**Collected data**

####################

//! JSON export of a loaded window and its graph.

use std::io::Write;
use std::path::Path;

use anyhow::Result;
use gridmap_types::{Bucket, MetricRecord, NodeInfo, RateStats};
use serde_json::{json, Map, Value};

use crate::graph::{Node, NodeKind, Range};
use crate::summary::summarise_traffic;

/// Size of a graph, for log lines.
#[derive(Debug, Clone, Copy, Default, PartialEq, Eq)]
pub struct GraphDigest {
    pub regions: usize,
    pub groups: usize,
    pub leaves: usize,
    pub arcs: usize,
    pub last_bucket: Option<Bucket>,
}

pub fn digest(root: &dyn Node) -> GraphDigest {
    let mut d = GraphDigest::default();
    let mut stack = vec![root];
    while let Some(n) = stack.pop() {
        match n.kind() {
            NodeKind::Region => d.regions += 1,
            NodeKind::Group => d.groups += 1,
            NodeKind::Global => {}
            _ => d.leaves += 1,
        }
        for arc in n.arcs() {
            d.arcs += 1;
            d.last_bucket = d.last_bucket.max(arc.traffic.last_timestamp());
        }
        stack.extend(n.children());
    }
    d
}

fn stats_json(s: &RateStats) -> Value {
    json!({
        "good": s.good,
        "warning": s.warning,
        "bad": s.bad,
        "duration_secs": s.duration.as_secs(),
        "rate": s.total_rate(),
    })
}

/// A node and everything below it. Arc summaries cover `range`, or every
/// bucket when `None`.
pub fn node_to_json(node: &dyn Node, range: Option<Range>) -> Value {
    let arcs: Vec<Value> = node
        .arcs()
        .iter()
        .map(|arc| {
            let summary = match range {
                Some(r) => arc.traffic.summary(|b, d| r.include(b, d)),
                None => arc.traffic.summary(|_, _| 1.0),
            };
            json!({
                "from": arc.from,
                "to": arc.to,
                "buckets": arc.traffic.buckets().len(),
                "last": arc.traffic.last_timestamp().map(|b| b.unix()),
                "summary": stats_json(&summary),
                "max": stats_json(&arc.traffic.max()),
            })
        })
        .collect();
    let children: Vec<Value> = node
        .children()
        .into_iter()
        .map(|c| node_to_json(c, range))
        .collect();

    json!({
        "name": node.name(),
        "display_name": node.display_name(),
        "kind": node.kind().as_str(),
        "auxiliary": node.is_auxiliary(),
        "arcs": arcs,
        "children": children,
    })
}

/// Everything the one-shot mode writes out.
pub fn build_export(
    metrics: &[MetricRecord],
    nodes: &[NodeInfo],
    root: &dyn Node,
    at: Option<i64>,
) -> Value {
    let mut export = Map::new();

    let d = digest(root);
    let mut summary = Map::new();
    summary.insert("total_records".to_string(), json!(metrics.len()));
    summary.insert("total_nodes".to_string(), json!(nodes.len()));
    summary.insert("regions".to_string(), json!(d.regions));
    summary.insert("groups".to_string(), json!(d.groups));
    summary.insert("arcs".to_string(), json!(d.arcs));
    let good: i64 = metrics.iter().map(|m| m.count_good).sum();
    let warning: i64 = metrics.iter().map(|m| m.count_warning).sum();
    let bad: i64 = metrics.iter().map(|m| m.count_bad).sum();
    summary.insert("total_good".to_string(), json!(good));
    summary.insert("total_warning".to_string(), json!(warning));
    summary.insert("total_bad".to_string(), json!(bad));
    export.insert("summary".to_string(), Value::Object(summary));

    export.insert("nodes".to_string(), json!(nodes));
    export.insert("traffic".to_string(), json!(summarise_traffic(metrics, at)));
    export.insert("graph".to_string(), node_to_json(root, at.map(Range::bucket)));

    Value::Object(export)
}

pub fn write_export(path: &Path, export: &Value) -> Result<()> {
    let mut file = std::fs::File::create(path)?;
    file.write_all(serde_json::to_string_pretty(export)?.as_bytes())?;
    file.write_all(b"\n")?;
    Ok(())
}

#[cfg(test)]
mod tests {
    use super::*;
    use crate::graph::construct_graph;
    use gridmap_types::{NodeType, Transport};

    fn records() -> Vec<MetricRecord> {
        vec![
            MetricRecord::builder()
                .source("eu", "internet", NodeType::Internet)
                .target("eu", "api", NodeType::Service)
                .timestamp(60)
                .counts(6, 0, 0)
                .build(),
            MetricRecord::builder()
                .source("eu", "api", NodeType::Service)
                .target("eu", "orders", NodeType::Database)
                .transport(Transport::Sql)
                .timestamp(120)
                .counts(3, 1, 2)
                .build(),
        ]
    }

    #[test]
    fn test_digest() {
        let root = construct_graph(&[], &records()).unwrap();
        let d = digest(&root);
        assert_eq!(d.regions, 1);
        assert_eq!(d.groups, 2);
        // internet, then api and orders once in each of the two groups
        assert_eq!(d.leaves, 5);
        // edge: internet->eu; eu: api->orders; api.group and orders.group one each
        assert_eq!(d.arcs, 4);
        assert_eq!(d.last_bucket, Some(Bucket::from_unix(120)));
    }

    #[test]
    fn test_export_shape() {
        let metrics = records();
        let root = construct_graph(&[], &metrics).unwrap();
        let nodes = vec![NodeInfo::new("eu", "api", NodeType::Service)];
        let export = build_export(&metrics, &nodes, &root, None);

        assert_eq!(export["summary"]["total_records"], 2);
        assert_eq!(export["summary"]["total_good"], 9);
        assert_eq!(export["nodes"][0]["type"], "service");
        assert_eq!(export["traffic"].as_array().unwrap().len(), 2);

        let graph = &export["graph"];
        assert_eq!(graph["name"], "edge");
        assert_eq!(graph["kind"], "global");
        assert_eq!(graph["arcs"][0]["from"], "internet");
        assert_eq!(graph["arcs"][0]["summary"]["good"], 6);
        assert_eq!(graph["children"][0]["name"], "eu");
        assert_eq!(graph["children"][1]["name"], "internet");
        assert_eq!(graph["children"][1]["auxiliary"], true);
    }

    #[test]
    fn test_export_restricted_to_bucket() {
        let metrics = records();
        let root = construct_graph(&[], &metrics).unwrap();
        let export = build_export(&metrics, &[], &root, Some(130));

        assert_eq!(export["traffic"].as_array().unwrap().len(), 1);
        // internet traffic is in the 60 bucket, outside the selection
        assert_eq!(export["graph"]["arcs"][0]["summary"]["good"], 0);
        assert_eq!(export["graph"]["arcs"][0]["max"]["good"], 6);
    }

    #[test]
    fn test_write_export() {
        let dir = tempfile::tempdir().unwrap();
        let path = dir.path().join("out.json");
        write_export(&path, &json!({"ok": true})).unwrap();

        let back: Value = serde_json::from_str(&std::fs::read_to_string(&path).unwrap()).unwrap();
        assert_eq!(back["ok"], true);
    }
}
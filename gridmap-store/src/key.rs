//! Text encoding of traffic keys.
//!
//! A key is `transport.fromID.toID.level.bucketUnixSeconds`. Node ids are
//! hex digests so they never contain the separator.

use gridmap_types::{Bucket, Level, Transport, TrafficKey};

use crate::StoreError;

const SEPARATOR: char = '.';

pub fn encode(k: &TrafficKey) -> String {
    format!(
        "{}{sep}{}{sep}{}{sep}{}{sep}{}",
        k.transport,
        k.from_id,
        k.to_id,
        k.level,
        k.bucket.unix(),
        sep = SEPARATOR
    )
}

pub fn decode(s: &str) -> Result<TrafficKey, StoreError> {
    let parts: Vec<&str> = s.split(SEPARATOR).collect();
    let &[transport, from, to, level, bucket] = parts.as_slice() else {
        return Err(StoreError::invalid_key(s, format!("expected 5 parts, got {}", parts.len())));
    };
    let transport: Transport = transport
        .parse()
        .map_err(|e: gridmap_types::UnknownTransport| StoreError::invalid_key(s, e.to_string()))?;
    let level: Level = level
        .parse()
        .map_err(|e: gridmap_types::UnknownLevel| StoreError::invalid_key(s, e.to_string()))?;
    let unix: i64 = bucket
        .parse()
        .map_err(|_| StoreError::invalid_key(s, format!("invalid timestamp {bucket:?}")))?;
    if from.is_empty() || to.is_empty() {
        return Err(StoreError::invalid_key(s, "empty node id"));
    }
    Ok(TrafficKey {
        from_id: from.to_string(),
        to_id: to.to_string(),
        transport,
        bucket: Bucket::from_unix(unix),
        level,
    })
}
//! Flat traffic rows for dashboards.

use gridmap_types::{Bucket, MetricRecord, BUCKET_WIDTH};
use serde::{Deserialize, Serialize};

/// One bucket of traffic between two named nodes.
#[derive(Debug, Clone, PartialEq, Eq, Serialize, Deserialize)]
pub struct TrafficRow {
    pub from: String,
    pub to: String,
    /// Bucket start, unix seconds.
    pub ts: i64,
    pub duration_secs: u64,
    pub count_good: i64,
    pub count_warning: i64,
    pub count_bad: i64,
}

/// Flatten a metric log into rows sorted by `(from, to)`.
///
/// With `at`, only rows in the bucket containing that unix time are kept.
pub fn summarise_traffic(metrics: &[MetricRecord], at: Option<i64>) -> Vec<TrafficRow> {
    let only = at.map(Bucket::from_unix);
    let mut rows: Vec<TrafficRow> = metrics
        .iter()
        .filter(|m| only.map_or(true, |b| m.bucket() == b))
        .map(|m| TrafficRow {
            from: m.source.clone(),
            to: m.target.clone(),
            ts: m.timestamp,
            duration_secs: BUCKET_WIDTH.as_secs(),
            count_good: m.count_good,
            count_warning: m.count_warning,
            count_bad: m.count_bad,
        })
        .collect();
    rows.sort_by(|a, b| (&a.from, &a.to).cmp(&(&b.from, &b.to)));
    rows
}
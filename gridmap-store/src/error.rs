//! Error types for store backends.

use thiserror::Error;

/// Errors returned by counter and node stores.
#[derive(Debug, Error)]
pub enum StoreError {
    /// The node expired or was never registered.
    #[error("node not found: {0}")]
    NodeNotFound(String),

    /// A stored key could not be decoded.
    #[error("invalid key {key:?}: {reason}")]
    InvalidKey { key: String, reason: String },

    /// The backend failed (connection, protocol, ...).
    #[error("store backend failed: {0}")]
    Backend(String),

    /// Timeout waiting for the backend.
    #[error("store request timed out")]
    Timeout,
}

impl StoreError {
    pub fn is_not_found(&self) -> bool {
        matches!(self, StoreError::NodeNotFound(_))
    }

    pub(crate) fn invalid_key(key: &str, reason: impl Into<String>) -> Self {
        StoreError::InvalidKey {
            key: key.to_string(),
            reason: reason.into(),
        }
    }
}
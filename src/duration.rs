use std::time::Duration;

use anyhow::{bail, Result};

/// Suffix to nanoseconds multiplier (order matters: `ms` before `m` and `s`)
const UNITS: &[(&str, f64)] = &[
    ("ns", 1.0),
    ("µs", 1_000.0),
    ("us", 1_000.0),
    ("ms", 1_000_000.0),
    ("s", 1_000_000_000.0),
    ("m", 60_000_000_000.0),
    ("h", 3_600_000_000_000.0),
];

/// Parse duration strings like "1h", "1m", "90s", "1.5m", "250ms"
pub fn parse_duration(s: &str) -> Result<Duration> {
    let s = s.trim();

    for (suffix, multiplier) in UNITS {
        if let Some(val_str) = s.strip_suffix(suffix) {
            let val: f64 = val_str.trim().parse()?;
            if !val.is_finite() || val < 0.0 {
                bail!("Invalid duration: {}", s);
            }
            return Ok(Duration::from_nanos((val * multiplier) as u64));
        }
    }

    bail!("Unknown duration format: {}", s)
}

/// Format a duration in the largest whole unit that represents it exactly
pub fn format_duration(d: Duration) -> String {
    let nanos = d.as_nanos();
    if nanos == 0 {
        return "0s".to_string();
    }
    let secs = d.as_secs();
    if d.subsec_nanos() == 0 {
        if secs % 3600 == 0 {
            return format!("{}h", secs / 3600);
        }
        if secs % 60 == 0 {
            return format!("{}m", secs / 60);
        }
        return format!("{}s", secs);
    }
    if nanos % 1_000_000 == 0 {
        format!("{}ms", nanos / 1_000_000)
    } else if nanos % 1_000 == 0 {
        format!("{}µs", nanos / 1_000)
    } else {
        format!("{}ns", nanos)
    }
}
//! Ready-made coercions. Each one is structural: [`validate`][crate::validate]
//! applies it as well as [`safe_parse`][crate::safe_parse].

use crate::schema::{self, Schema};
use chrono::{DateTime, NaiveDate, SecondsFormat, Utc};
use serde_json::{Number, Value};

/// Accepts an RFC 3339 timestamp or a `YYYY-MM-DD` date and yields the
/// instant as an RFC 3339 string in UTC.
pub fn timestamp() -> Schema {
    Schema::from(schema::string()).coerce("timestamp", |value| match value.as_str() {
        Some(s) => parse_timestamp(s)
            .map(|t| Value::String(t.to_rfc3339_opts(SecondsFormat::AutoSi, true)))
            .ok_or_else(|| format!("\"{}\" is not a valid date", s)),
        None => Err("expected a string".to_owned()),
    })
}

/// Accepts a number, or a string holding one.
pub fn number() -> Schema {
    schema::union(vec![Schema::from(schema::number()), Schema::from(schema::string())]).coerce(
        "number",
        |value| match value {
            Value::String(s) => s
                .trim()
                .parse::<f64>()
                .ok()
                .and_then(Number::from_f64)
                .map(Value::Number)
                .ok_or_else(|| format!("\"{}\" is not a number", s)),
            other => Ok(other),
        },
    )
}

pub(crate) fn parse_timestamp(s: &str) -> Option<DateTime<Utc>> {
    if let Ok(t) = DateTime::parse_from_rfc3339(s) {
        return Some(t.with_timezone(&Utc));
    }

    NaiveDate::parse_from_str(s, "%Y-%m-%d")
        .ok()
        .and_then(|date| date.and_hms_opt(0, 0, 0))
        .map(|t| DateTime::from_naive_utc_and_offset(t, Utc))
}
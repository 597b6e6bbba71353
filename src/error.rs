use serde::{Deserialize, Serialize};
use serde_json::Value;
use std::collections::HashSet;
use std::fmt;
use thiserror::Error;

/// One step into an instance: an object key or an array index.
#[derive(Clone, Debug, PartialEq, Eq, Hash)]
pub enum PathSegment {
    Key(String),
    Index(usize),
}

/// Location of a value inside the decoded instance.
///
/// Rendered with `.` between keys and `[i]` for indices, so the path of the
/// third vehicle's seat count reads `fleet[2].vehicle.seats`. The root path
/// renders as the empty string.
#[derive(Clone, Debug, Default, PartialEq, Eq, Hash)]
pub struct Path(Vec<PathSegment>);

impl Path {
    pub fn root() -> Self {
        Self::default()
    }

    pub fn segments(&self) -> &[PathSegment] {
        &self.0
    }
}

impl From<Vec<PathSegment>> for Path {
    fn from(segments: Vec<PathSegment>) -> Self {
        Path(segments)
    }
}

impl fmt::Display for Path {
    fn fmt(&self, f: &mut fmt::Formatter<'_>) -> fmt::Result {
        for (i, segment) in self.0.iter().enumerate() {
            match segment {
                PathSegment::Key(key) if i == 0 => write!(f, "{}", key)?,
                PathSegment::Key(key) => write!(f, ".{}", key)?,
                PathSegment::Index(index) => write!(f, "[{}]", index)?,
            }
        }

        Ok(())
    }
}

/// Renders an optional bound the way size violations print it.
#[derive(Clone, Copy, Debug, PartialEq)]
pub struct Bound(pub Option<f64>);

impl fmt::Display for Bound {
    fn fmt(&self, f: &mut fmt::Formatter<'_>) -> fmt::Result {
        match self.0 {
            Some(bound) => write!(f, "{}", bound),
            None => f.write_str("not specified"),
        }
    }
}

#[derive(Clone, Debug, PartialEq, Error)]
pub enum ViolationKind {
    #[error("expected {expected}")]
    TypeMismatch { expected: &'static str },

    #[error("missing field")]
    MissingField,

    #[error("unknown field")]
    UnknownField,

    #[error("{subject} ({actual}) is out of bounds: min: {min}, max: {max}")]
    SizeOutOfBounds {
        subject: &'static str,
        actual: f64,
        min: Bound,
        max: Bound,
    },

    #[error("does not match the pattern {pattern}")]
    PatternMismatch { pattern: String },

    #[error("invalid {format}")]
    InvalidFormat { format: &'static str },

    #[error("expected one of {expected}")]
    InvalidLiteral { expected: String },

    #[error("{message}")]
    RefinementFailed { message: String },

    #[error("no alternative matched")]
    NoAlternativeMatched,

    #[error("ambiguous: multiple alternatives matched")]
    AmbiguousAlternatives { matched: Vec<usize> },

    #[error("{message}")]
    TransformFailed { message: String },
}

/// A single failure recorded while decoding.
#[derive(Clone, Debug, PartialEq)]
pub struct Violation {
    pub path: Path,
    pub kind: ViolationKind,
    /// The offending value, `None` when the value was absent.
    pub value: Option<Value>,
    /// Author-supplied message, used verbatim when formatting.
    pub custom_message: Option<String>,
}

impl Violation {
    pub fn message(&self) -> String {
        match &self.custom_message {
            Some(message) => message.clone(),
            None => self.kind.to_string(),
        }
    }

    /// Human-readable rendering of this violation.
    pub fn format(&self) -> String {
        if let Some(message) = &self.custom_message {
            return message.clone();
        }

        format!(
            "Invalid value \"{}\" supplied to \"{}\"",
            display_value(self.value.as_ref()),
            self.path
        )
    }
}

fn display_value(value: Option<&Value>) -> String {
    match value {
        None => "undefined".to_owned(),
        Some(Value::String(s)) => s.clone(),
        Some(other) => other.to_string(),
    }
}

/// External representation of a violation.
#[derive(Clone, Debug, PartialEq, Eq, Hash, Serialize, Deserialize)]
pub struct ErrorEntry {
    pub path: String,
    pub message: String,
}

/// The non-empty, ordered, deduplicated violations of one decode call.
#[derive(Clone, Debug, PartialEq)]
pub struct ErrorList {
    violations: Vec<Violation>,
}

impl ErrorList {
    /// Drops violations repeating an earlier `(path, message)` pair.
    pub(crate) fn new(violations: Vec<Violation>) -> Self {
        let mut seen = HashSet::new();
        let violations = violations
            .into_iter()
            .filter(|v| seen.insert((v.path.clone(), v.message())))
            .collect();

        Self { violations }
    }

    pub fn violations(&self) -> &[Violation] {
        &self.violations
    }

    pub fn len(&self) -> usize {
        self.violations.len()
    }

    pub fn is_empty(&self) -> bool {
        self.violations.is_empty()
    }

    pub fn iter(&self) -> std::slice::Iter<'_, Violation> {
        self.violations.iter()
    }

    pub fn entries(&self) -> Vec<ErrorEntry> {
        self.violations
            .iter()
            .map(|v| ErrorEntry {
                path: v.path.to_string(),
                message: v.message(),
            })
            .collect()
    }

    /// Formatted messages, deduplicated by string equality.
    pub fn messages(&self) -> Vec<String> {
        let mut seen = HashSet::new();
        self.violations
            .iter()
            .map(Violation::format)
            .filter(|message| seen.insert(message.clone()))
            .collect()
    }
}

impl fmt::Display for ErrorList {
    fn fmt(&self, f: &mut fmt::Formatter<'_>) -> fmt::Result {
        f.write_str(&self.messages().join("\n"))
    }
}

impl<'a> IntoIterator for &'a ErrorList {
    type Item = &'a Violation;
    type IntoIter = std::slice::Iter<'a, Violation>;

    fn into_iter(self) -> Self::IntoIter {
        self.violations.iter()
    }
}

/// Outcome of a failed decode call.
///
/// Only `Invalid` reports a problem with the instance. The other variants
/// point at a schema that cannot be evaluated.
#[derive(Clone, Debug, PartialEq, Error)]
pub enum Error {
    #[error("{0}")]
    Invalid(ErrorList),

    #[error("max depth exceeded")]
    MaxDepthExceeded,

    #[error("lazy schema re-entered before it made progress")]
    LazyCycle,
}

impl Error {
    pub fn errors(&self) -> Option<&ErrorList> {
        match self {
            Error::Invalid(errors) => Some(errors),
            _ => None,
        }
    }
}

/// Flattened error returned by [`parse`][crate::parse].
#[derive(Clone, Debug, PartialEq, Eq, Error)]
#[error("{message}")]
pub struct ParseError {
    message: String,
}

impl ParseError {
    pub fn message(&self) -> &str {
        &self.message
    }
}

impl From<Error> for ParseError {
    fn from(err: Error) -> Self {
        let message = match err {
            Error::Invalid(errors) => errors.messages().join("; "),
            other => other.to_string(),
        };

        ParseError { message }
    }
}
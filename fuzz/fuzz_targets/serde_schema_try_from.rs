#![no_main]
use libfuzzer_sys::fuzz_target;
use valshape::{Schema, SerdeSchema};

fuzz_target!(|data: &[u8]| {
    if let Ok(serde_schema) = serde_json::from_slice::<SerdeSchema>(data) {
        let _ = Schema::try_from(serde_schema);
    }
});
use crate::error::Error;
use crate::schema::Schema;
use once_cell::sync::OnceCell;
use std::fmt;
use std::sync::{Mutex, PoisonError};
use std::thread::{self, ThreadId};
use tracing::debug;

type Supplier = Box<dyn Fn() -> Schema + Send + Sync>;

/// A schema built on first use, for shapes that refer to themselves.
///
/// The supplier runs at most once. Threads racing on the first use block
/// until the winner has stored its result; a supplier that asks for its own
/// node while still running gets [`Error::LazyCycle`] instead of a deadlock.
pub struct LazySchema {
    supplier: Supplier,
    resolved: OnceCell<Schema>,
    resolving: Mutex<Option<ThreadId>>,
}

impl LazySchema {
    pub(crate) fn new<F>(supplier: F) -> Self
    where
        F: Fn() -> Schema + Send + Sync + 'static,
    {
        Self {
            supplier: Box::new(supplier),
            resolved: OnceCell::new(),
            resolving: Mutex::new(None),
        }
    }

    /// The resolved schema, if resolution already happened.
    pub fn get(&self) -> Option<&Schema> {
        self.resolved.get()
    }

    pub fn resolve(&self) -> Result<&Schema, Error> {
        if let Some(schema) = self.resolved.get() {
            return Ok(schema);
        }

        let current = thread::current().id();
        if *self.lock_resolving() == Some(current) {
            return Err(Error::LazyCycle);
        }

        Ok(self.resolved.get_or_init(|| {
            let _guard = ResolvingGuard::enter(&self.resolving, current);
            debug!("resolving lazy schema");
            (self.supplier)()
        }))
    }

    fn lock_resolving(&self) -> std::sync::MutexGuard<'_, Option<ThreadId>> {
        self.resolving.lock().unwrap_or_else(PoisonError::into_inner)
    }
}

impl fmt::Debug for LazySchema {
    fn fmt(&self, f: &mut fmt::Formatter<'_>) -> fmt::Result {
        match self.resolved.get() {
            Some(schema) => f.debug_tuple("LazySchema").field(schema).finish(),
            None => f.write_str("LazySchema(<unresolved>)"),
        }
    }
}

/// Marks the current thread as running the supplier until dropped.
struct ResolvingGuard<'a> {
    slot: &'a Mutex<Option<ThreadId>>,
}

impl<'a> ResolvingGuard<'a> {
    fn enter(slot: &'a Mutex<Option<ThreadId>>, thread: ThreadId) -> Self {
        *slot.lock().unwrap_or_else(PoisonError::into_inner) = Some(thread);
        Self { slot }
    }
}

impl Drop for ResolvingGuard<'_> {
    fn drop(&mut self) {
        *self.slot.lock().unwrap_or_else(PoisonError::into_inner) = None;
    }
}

####################

**Description of the task**
Beginning at the first line of the data above, retype each line until you reach the line containing "pub fn digest(root: &dyn", and include that one too. Add nothing else.

**Response area**
//! JSON export of a loaded window and its graph.

use std::io::Write;
use std::path::Path;

use anyhow::Result;
use gridmap_types::{Bucket, MetricRecord, NodeInfo, RateStats};
use serde_json::{json, Map, Value};

use crate::graph::{Node, NodeKind, Range};
use crate::summary::summarise_traffic;

/// Size of a graph, for log lines.
#[derive(Debug, Clone, Copy, Default, PartialEq, Eq)]
pub struct GraphDigest {
    pub regions: usize,
    pub groups: usize,
    pub leaves: usize,
    pub arcs: usize,
    pub last_bucket: Option<Bucket>,
}

pub fn digest(root: &dyn Node) -> GraphDigest {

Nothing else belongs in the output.